About a week ago, the musical alter ego of Donald Glover, Childish Gambino released his amazing video, This Is America. It’s a great song, great video, great dancing: it’s tough material. Glover/Gambino is working on the interlocking problems of guns, racism, black America, policing, social awareness: and violence.
In case you’ve missed the video, a brief google and you will find a spectrum of responses, and, by and large, everyone expresses their delight at the total artistic expression, and the collective deep exhale: this video did it all for many of us. Lots of analysis and praise. Rightly so.

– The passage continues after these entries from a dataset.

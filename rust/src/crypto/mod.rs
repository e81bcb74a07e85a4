//! Cryptographic building blocks of the codec: digit-pair literal decoding,
//! MD5 request fingerprints, chunked RSA payload encryption, and AES-CBC
//! response decryption.

pub mod asymmetric;
pub mod digest;
pub mod literal;
pub mod symmetric;
//! Codec configuration. The compiled-in constants are the defaults; a JSON file
//! can substitute any of them (alternate keys for testing, a different block
//! encoding) without touching global state.

use std::fs;
use std::path::Path;

use serde::{Deserialize, Serialize};
use thiserror::Error;

use crate::crypto::asymmetric::BlockEncoding;
use crate::nonce::NonceVariant;

/// RSA public key (base64 SubjectPublicKeyInfo DER) used to encrypt request payloads.
pub const EMBEDDED_PUBLIC_KEY: &str = "MIGfMA0GCSqGSIb3DQEBAQUAA4GNADCBiQKBgQCvxXa98E1uWXnBzXkS2yHUfnBM6n3PCwLdfIox03T91joBvjtoDqiQ5x3tTOfpHs3LtiqMMEafls6b0YWtgB1dse1W5m+FpeusVkCOkQxB4SZDH6tuerIknnmB/Hsq5wgEkIvO5Pff9biig6AyoAkdWpSek/1/B7zYIepYY0lxKQIDAQAB";

/// Digit-pair literal hiding the 32-byte AES key.
pub const EMBEDDED_KEY_LITERAL: &str = "6756696653534952657053656868665752665050485566485667545454484967";

/// Digit-pair literal hiding the 16-byte CBC IV.
pub const EMBEDDED_IV_LITERAL: &str = "53536868555767547048526949655455";

#[derive(Debug, Error)]
pub enum ConfigError {
    #[error("config file unreadable: {0}")]
    Io(String),
    #[error("config parse failed: {0}")]
    Parse(String),
}

/// Precision of the envelope timestamp.
#[derive(Debug, Clone, Copy, Default, PartialEq, Eq, Serialize, Deserialize)]
#[serde(rename_all = "snake_case")]
pub enum TimestampResolution {
    #[default]
    Millis,
    /// Milliseconds truncated to whole seconds, as browser clients using
    /// `Date.parse` send them.
    Seconds,
}

impl TimestampResolution {
    pub fn apply(self, millis: u64) -> u64 {
        match self {
            TimestampResolution::Millis => millis,
            TimestampResolution::Seconds => millis - millis % 1000,
        }
    }
}

#[derive(Debug, Clone, PartialEq, Eq, Serialize, Deserialize)]
#[serde(default)]
pub struct CodecConfig {
    /// RSA public key, PEM or bare base64 DER.
    pub public_key: String,
    pub key_literal: String,
    pub iv_literal: String,
    pub block_encoding: BlockEncoding,
    pub timestamp_resolution: TimestampResolution,
    pub nonce_variant: NonceVariant,
}

impl Default for CodecConfig {
    fn default() -> Self {
        Self {
            public_key: EMBEDDED_PUBLIC_KEY.to_string(),
            key_literal: EMBEDDED_KEY_LITERAL.to_string(),
            iv_literal: EMBEDDED_IV_LITERAL.to_string(),
            block_encoding: BlockEncoding::default(),
            timestamp_resolution: TimestampResolution::default(),
            nonce_variant: NonceVariant::default(),
        }
    }
}

impl CodecConfig {
    /// Loads a JSON configuration file. Missing fields fall back to the
    /// compiled-in defaults.
    pub fn load(path: impl AsRef<Path>) -> Result<Self, ConfigError> {
        let raw_json = fs::read_to_string(&path).map_err(|e| ConfigError::Io(format!("{e}")))?;
        Self::from_json_str(&raw_json)
    }

    pub fn from_json_str(raw_json: &str) -> Result<Self, ConfigError> {
        serde_json::from_str(raw_json).map_err(|e| ConfigError::Parse(format!("{e}")))
    }
}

What took me by surprise involved the limited astonishment at the dance: including those who did not comment on it at all. How do I say this? I watched the video a couple of times, and I was mesmerized by the choreography. So much of the drama, the politics, the critique: it was all in the dance. Yet, for so many commentators: it was about a few segments or postures: the whole was not considered in regard to music.
I’m not a dance critic, and, of those who know me, all of my learning about dance comes through my family, especially from our days living in Houston. But, here’s the oddity: most of the really great political criticism these days can routinely observed and enjoyed in local dance companies. You don’t have to wait for the next production by Gambino.
Now, it is also true, that you can see some major choreographies around North America that have an excellent choreography, live music, and superb dancing at the highest levels of artistry. If you get an opportunity to see Ohad Naharin, don’t miss his company or choreography. All the works from Jiří Kylián have a similar edge, addressing historical matters of injustice and war.
But, more often than not, I am captured by the kind of critique you and I enjoyed from Gambino in local performances. My attendance at a few different festivals remains limited, but if you want to see more works like Gambino’s: Attend (and support!) local dance festivals. You’ll be amazed.